Sheri Madigan, Ph.D., from the University of Calgary in Alberta, Canada, and colleagues collected longitudinal data from the All Our Families study from 2011 to 2014 to examine the prevalence of meeting versus exceeding screen time guidelines for children ages 2 and 3 years. A total of 1,595 and 1,994 children were available for analyses at ages 2 and 3 years, respectively.
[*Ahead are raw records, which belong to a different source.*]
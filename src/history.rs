//! Bounded, durable log of successful generations.
//!
//! Persisted as a JSON array, most-recent first:
//! `[{"id": 1700000000000, "type": "qr", "data": "...", "image": "data:image/png;base64,...",
//! "timestamp": "2024-01-01T00:00:00.000Z"}]`.

use chrono::{DateTime, Utc};

use crate::{
    foundation::error::PersistenceError,
    options::{CodeKind, LinearOptions, MatrixOptions, RenderOptions},
    payload::CanonicalPayload,
    render::{GenerationResult, decode_image_data_uri, encode_png_data_uri},
    scheduler::PublishSink,
    storage::SharedStore,
};

pub const HISTORY_KEY: &str = "qr-barcode-history";
pub const DEFAULT_HISTORY_CAPACITY: usize = 20;

#[derive(Clone, Debug, PartialEq)]
pub struct HistoryEntry {
    /// Unique and strictly increasing; milliseconds since the epoch when the clock allows.
    pub id: u64,
    pub result: GenerationResult,
}

#[derive(Clone, Debug, serde::Serialize, serde::Deserialize)]
struct StoredEntry {
    id: u64,
    #[serde(rename = "type")]
    kind: CodeKind,
    data: String,
    image: String,
    #[serde(with = "iso_millis")]
    timestamp: DateTime<Utc>,
    #[serde(default, skip_serializing_if = "Option::is_none")]
    options: Option<RenderOptions>,
}

impl StoredEntry {
    fn from_entry(entry: &HistoryEntry) -> Self {
        let image = encode_png_data_uri(&entry.result.image).unwrap_or_else(|e| {
            tracing::warn!(id = entry.id, error = %e, "failed to encode history image");
            String::new()
        });
        Self {
            id: entry.id,
            kind: entry.result.kind,
            data: entry.result.payload.as_str().to_owned(),
            image,
            timestamp: entry.result.created_at,
            options: Some(entry.result.options.clone()),
        }
    }

    fn to_entry(&self) -> Option<HistoryEntry> {
        let image = match decode_image_data_uri(&self.image) {
            Ok(img) => img,
            Err(e) => {
                tracing::warn!(
                    id = self.id,
                    error = %e,
                    "dropping history entry with unreadable image"
                );
                return None;
            }
        };
        let options = match &self.options {
            Some(o) if o.code_kind() == self.kind => o.clone(),
            _ => match self.kind {
                CodeKind::Qr => RenderOptions::Matrix(MatrixOptions::default()),
                CodeKind::Barcode => RenderOptions::Linear(LinearOptions::default()),
            },
        };
        Some(HistoryEntry {
            id: self.id,
            result: GenerationResult {
                kind: self.kind,
                payload: CanonicalPayload::from_stored(self.data.clone()),
                options,
                image,
                created_at: self.timestamp,
            },
        })
    }
}

mod iso_millis {
    use chrono::{DateTime, SecondsFormat, Utc};
    use serde::{Deserialize, Deserializer, Serializer};

    pub fn serialize<S: Serializer>(ts: &DateTime<Utc>, s: S) -> Result<S::Ok, S::Error> {
        s.serialize_str(&ts.to_rfc3339_opts(SecondsFormat::Millis, true))
    }

    pub fn deserialize<'de, D: Deserializer<'de>>(d: D) -> Result<DateTime<Utc>, D::Error> {
        let s = String::deserialize(d)?;
        DateTime::parse_from_rfc3339(&s)
            .map(|t| t.with_timezone(&Utc))
            .map_err(serde::de::Error::custom)
    }
}

/// Most-recent-first history, capped at `capacity` entries.
///
/// Every mutation is written through to the store before returning. A failed write is logged
/// and remembered in [`HistoryStore::last_persist_error`]; the in-memory state stands.
pub struct HistoryStore {
    store: SharedStore,
    capacity: usize,
    entries: Vec<HistoryEntry>,
    stored: Vec<StoredEntry>,
    last_id: u64,
    last_persist_error: Option<String>,
}

impl std::fmt::Debug for HistoryStore {
    fn fmt(&self, f: &mut std::fmt::Formatter<'_>) -> std::fmt::Result {
        f.debug_struct("HistoryStore")
            .field("capacity", &self.capacity)
            .field("len", &self.entries.len())
            .field("last_id", &self.last_id)
            .finish()
    }
}

impl HistoryStore {
    /// Load persisted history. Missing, unreadable or malformed data yields an empty history.
    /// `capacity` is clamped to `1..=DEFAULT_HISTORY_CAPACITY`.
    #[tracing::instrument(skip(store))]
    pub fn load(store: SharedStore, capacity: usize) -> Self {
        let capacity = capacity.clamp(1, DEFAULT_HISTORY_CAPACITY);
        let stored = match store.get(HISTORY_KEY) {
            Ok(Some(bytes)) => match serde_json::from_slice::<Vec<StoredEntry>>(&bytes) {
                Ok(v) => v,
                Err(e) => {
                    tracing::warn!(error = %e, "persisted history is malformed; starting empty");
                    Vec::new()
                }
            },
            Ok(None) => Vec::new(),
            Err(e) => {
                tracing::warn!(error = %e, "failed to read persisted history; starting empty");
                Vec::new()
            }
        };

        let mut entries = Vec::new();
        let mut kept = Vec::new();
        for s in stored.into_iter().take(capacity) {
            if let Some(entry) = s.to_entry() {
                entries.push(entry);
                kept.push(s);
            }
        }
        let last_id = entries.iter().map(|e| e.id).max().unwrap_or(0);
        tracing::debug!(entries = entries.len(), "history loaded");

        Self {
            store,
            capacity,
            entries,
            stored: kept,
            last_id,
            last_persist_error: None,
        }
    }

    pub fn capacity(&self) -> usize {
        self.capacity
    }

    /// Entries, most recent first.
    pub fn list(&self) -> &[HistoryEntry] {
        &self.entries
    }

    pub fn len(&self) -> usize {
        self.entries.len()
    }

    pub fn is_empty(&self) -> bool {
        self.entries.is_empty()
    }

    pub fn get(&self, id: u64) -> Option<&HistoryEntry> {
        self.entries.iter().find(|e| e.id == id)
    }

    pub fn last_persist_error(&self) -> Option<&str> {
        self.last_persist_error.as_deref()
    }

    /// Insert at the head, drop the oldest beyond capacity, write through.
    pub fn record(&mut self, result: GenerationResult) -> HistoryEntry {
        let id = self.next_id(result.created_at);
        let entry = HistoryEntry { id, result };

        self.stored.insert(0, StoredEntry::from_entry(&entry));
        self.entries.insert(0, entry.clone());
        self.entries.truncate(self.capacity);
        self.stored.truncate(self.capacity);

        self.persist();
        entry
    }

    pub fn clear(&mut self) {
        self.entries.clear();
        self.stored.clear();
        let res = self.store.remove(HISTORY_KEY);
        self.note_persist(res);
    }

    fn next_id(&mut self, at: DateTime<Utc>) -> u64 {
        let millis = u64::try_from(at.timestamp_millis()).unwrap_or(0);
        let id = millis.max(self.last_id + 1);
        self.last_id = id;
        id
    }

    fn persist(&mut self) {
        let res = serde_json::to_vec(&self.stored)
            .map_err(|e| PersistenceError::Unavailable(format!("serialize history: {e}")))
            .and_then(|bytes| self.store.set(HISTORY_KEY, &bytes));
        self.note_persist(res);
    }

    fn note_persist(&mut self, res: Result<(), PersistenceError>) {
        match res {
            Ok(()) => self.last_persist_error = None,
            Err(e) => {
                tracing::warn!(error = %e, "history write failed; keeping in-memory state");
                self.last_persist_error = Some(e.to_string());
            }
        }
    }
}

impl PublishSink for HistoryStore {
    fn published(&mut self, result: &GenerationResult) {
        self.record(result.clone());
    }
}

#[cfg(test)]
mod tests {
    use std::sync::Arc;

    use chrono::TimeZone;

    use super::*;
    use crate::{
        options::RenderRequest,
        payload::{EncodingInput, encode},
        storage::{KeyValueStore, MemoryStore},
    };

    fn result(text: &str, at_ms: i64) -> GenerationResult {
        let payload = encode(&EncodingInput::PlainText { raw: text.into() })
            .payload()
            .unwrap();
        let req =
            RenderRequest::new(payload, RenderOptions::Matrix(MatrixOptions::default())).unwrap();
        let img = image::RgbaImage::from_pixel(2, 2, image::Rgba([0, 0, 0, 255]));
        GenerationResult::new(&req, img, Utc.timestamp_millis_opt(at_ms).unwrap())
    }

    #[test]
    fn keeps_twenty_most_recent_head_first() {
        let store = Arc::new(MemoryStore::new());
        let mut history = HistoryStore::load(store.clone(), DEFAULT_HISTORY_CAPACITY);
        for i in 0..25 {
            history.record(result(&format!("r{i}"), 1_000 + i));
        }
        let data: Vec<_> = history
            .list()
            .iter()
            .map(|e| e.result.payload.as_str().to_owned())
            .collect();
        assert_eq!(data.len(), 20);
        assert_eq!(data[0], "r24");
        assert_eq!(data[19], "r5");

        let reloaded = HistoryStore::load(store, DEFAULT_HISTORY_CAPACITY);
        assert_eq!(reloaded.list(), history.list());
    }

    #[test]
    fn capacity_never_exceeds_twenty() {
        let mut history = HistoryStore::load(Arc::new(MemoryStore::new()), 50);
        assert_eq!(history.capacity(), DEFAULT_HISTORY_CAPACITY);
        for i in 0..25 {
            history.record(result(&format!("r{i}"), 1_000 + i));
        }
        assert_eq!(history.len(), 20);

        let history = HistoryStore::load(Arc::new(MemoryStore::new()), 0);
        assert_eq!(history.capacity(), 1);
    }

    #[test]
    fn ids_are_unique_and_increasing_under_clock_collisions() {
        let store = Arc::new(MemoryStore::new());
        let mut history = HistoryStore::load(store, 5);
        let a = history.record(result("a", 5_000));
        let b = history.record(result("b", 5_000));
        let c = history.record(result("c", 4_000));
        assert_eq!(a.id, 5_000);
        assert_eq!(b.id, 5_001);
        assert_eq!(c.id, 5_002);
    }

    #[test]
    fn persisted_layout_matches_wire_format() {
        let store = Arc::new(MemoryStore::new());
        let mut history = HistoryStore::load(store.clone(), 20);
        history.record(result("hello", 1_704_067_200_123));

        let raw = store.get(HISTORY_KEY).unwrap().unwrap();
        let v: serde_json::Value = serde_json::from_slice(&raw).unwrap();
        let first = &v.as_array().unwrap()[0];
        assert_eq!(first["id"], 1_704_067_200_123u64);
        assert_eq!(first["type"], "qr");
        assert_eq!(first["data"], "hello");
        assert_eq!(first["timestamp"], "2024-01-01T00:00:00.123Z");
        assert!(
            first["image"]
                .as_str()
                .unwrap()
                .starts_with("data:image/png;base64,")
        );
    }

    #[test]
    fn malformed_data_degrades_to_empty() {
        let store = Arc::new(MemoryStore::new());
        store.set(HISTORY_KEY, b"{not json").unwrap();
        let history = HistoryStore::load(store, 20);
        assert!(history.is_empty());
    }

    #[test]
    fn entries_from_older_writers_load_with_default_options() {
        let store = Arc::new(MemoryStore::new());
        let img = image::RgbaImage::from_pixel(1, 1, image::Rgba([9, 9, 9, 255]));
        let uri = encode_png_data_uri(&img).unwrap();
        let json = serde_json::json!([
            {
                "id": 7,
                "type": "barcode",
                "data": "12345",
                "image": uri,
                "timestamp": "2024-05-01T10:00:00.000Z"
            },
            {
                "id": 6,
                "type": "qr",
                "data": "x",
                "image": "data:image/png;base64,AAAA",
                "timestamp": "2024-05-01T09:00:00.000Z"
            }
        ]);
        store.set(HISTORY_KEY, json.to_string().as_bytes()).unwrap();

        let history = HistoryStore::load(store, 20);
        assert_eq!(history.len(), 1);
        let e = &history.list()[0];
        assert_eq!(e.id, 7);
        assert_eq!(e.result.kind, CodeKind::Barcode);
        assert!(matches!(e.result.options, RenderOptions::Linear(_)));
    }

    #[test]
    fn failed_write_keeps_memory_state() {
        let store = Arc::new(MemoryStore::new());
        let mut history = HistoryStore::load(store.clone(), 20);
        store.set_fail_writes(true);

        history.record(result("kept", 1));
        assert_eq!(history.len(), 1);
        assert!(history.last_persist_error().is_some());
        assert_eq!(store.get(HISTORY_KEY).unwrap(), None);

        store.set_fail_writes(false);
        history.record(result("next", 2));
        assert!(history.last_persist_error().is_none());
        assert_eq!(HistoryStore::load(store, 20).len(), 2);
    }

    #[test]
    fn clear_removes_persisted_key() {
        let store = Arc::new(MemoryStore::new());
        let mut history = HistoryStore::load(store.clone(), 20);
        history.record(result("a", 1));
        history.clear();
        assert!(history.is_empty());
        assert_eq!(store.get(HISTORY_KEY).unwrap(), None);
    }
}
The researchers found that most children did not meet screen time guidelines at ages 2 or 3 years, with 79.4 and 94.7 percent, respectively, exceeding guidelines.
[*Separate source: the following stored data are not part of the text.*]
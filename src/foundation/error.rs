pub type StudioResult<T> = Result<T, StudioError>;

/// A symbol renderer rejected a request.
///
/// Renderers must reject payloads that violate symbology constraints (fixed-length numeric
/// formats, checksum digits, unsupported characters) instead of silently truncating them.
#[derive(thiserror::Error, Debug, Clone, PartialEq, Eq)]
pub enum RenderError {
    #[error("payload rejected: {0}")]
    Rejected(String),

    #[error("invalid render options: {0}")]
    InvalidOptions(String),

    #[error("{0} output is not supported by this renderer")]
    Unsupported(&'static str),
}

impl RenderError {
    pub fn rejected(reason: impl Into<String>) -> Self {
        Self::Rejected(reason.into())
    }

    pub fn reason(&self) -> String {
        match self {
            Self::Rejected(r) | Self::InvalidOptions(r) => r.clone(),
            Self::Unsupported(what) => format!("{what} output is not supported"),
        }
    }
}

/// Overlay (logo) composition failed. Never fatal: the base render is still published.
#[derive(thiserror::Error, Debug, Clone, PartialEq, Eq)]
pub enum OverlayError {
    #[error("overlay image is {size} bytes, limit is {limit}")]
    TooLarge { size: u64, limit: u64 },

    #[error("overlay data is not a recognized image format")]
    NotAnImage,

    #[error("failed to decode overlay image: {0}")]
    Decode(String),

    #[error("failed to draw overlay: {0}")]
    Draw(String),
}

/// The key-value store could not be read or written.
#[derive(thiserror::Error, Debug)]
pub enum PersistenceError {
    #[error("storage io error on key '{key}': {source}")]
    Io {
        key: String,
        #[source]
        source: std::io::Error,
    },

    #[error("storage key '{0}' is not a valid key")]
    InvalidKey(String),

    #[error("storage backend unavailable: {0}")]
    Unavailable(String),
}

/// One export format failed; other formats and the preview are unaffected.
#[derive(thiserror::Error, Debug)]
pub enum ExportError {
    #[error("failed to encode {format}: {reason}")]
    Encode { format: &'static str, reason: String },

    #[error("document export unavailable: {0}")]
    Document(String),

    #[error(transparent)]
    Render(#[from] RenderError),

    #[error("failed to write '{path}': {source}")]
    Io {
        path: String,
        #[source]
        source: std::io::Error,
    },
}

#[derive(thiserror::Error, Debug)]
pub enum StudioError {
    #[error("validation error: {0}")]
    Validation(String),

    #[error("render error: {0}")]
    Render(#[from] RenderError),

    #[error("overlay error: {0}")]
    Overlay(#[from] OverlayError),

    #[error("export error: {0}")]
    Export(#[from] ExportError),

    #[error("persistence error: {0}")]
    Persistence(#[from] PersistenceError),

    #[error("serialization error: {0}")]
    Serde(String),

    #[error(transparent)]
    Other(#[from] anyhow::Error),
}

impl StudioError {
    pub fn validation(msg: impl Into<String>) -> Self {
        Self::Validation(msg.into())
    }

    pub fn serde(msg: impl Into<String>) -> Self {
        Self::Serde(msg.into())
    }
}
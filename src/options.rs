use std::ops::RangeInclusive;

use crate::foundation::core::Rgba8;
use crate::foundation::error::{StudioError, StudioResult};
use crate::payload::CanonicalPayload;

/// Which family of symbol a result belongs to.
#[derive(
    Clone, Copy, Debug, PartialEq, Eq, Hash, serde::Serialize, serde::Deserialize, clap::ValueEnum,
)]
#[serde(rename_all = "lowercase")]
pub enum CodeKind {
    /// 2D matrix code.
    Qr,
    /// 1D linear code.
    Barcode,
}

impl CodeKind {
    pub fn as_str(self) -> &'static str {
        match self {
            Self::Qr => "qr",
            Self::Barcode => "barcode",
        }
    }
}

/// Matrix-code error correction level (~7%, ~15%, ~25%, ~30% recovery).
#[derive(Clone, Copy, Debug, Default, PartialEq, Eq, Hash, serde::Serialize, serde::Deserialize)]
pub enum ErrorRobustness {
    #[serde(rename = "L")]
    Low,
    #[default]
    #[serde(rename = "M")]
    Medium,
    #[serde(rename = "Q")]
    Quartile,
    #[serde(rename = "H")]
    High,
}

/// Supported linear symbologies. Each has its own alphabet and length rules, enforced by the
/// renderer.
#[derive(
    Clone,
    Copy,
    Debug,
    Default,
    PartialEq,
    Eq,
    Hash,
    serde::Serialize,
    serde::Deserialize,
    clap::ValueEnum,
)]
#[serde(rename_all = "UPPERCASE")]
pub enum Symbology {
    #[default]
    Code128,
    Code39,
    Ean13,
    Ean8,
    #[serde(rename = "UPC")]
    UpcA,
    Itf14,
    Msi,
    #[serde(rename = "pharmacode")]
    Pharmacode,
}

pub const MATRIX_SIZE_RANGE: RangeInclusive<u32> = 128..=512;
pub const MATRIX_MARGIN_RANGE: RangeInclusive<u32> = 0..=10;
pub const BAR_WIDTH_RANGE: RangeInclusive<u32> = 1..=4;
pub const BAR_HEIGHT_RANGE: RangeInclusive<u32> = 50..=200;

#[derive(Clone, Debug, PartialEq, Eq, serde::Serialize, serde::Deserialize)]
#[serde(default)]
pub struct MatrixOptions {
    /// Output edge length in pixels.
    pub size: u32,
    /// Quiet zone in modules.
    pub margin: u32,
    pub foreground: Rgba8,
    pub background: Rgba8,
    pub robustness: ErrorRobustness,
}

impl Default for MatrixOptions {
    fn default() -> Self {
        Self {
            size: 256,
            margin: 4,
            foreground: Rgba8::BLACK,
            background: Rgba8::WHITE,
            robustness: ErrorRobustness::Medium,
        }
    }
}

impl MatrixOptions {
    pub fn validate(&self) -> StudioResult<()> {
        check_range("matrix size", self.size, &MATRIX_SIZE_RANGE)?;
        check_range("matrix margin", self.margin, &MATRIX_MARGIN_RANGE)
    }
}

#[derive(Clone, Debug, PartialEq, Eq, serde::Serialize, serde::Deserialize)]
#[serde(default)]
pub struct LinearOptions {
    pub symbology: Symbology,
    /// Narrow bar width in pixels.
    pub bar_width: u32,
    pub bar_height: u32,
    pub show_text: bool,
}

impl Default for LinearOptions {
    fn default() -> Self {
        Self {
            symbology: Symbology::Code128,
            bar_width: 2,
            bar_height: 100,
            show_text: true,
        }
    }
}

impl LinearOptions {
    pub fn validate(&self) -> StudioResult<()> {
        check_range("bar width", self.bar_width, &BAR_WIDTH_RANGE)?;
        check_range("bar height", self.bar_height, &BAR_HEIGHT_RANGE)
    }
}

fn check_range(what: &str, v: u32, range: &RangeInclusive<u32>) -> StudioResult<()> {
    if range.contains(&v) {
        Ok(())
    } else {
        Err(StudioError::validation(format!(
            "{what} must be in [{}, {}], got {v}",
            range.start(),
            range.end()
        )))
    }
}

#[derive(Clone, Debug, PartialEq, Eq, serde::Serialize, serde::Deserialize)]
#[serde(tag = "code", rename_all = "lowercase")]
pub enum RenderOptions {
    #[serde(rename = "qr")]
    Matrix(MatrixOptions),
    #[serde(rename = "barcode")]
    Linear(LinearOptions),
}

impl RenderOptions {
    pub fn code_kind(&self) -> CodeKind {
        match self {
            Self::Matrix(_) => CodeKind::Qr,
            Self::Linear(_) => CodeKind::Barcode,
        }
    }

    pub fn validate(&self) -> StudioResult<()> {
        match self {
            Self::Matrix(m) => m.validate(),
            Self::Linear(l) => l.validate(),
        }
    }

    /// Color that sits behind the symbol; overlays get a backdrop of this color.
    pub fn background(&self) -> Rgba8 {
        match self {
            Self::Matrix(m) => m.background,
            Self::Linear(_) => Rgba8::WHITE,
        }
    }
}

/// A validated, immutable render job. A new request is built for every regeneration.
#[derive(Clone, Debug, PartialEq, Eq)]
pub struct RenderRequest {
    payload: CanonicalPayload,
    options: RenderOptions,
}

impl RenderRequest {
    pub fn new(payload: CanonicalPayload, options: RenderOptions) -> StudioResult<Self> {
        options.validate()?;
        Ok(Self { payload, options })
    }

    pub fn payload(&self) -> &CanonicalPayload {
        &self.payload
    }

    pub fn options(&self) -> &RenderOptions {
        &self.options
    }

    pub fn code_kind(&self) -> CodeKind {
        self.options.code_kind()
    }
}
Mai-Han Trinh, from the National Institutes of Health in Bethesda, Maryland, and colleagues examined trajectories of screen time among children aged 1 to 3 years in a prospective birth cohort study that included 3,895 children. The researchers found that median daily screen time increased from 30 to 120 minutes from 12 to 36 months of age. Overall, 26.7 percent of the 1,045 children with complete data at all five time points had an increasing screen time trajectory. Female child sex and graduate school levels of paternal and maternal education correlated with a lower risk for an increasing trajectory. At age 8 years, children with an increasing trajectory from age 1 to 3 years had an additional 22 minutes of screen time per day.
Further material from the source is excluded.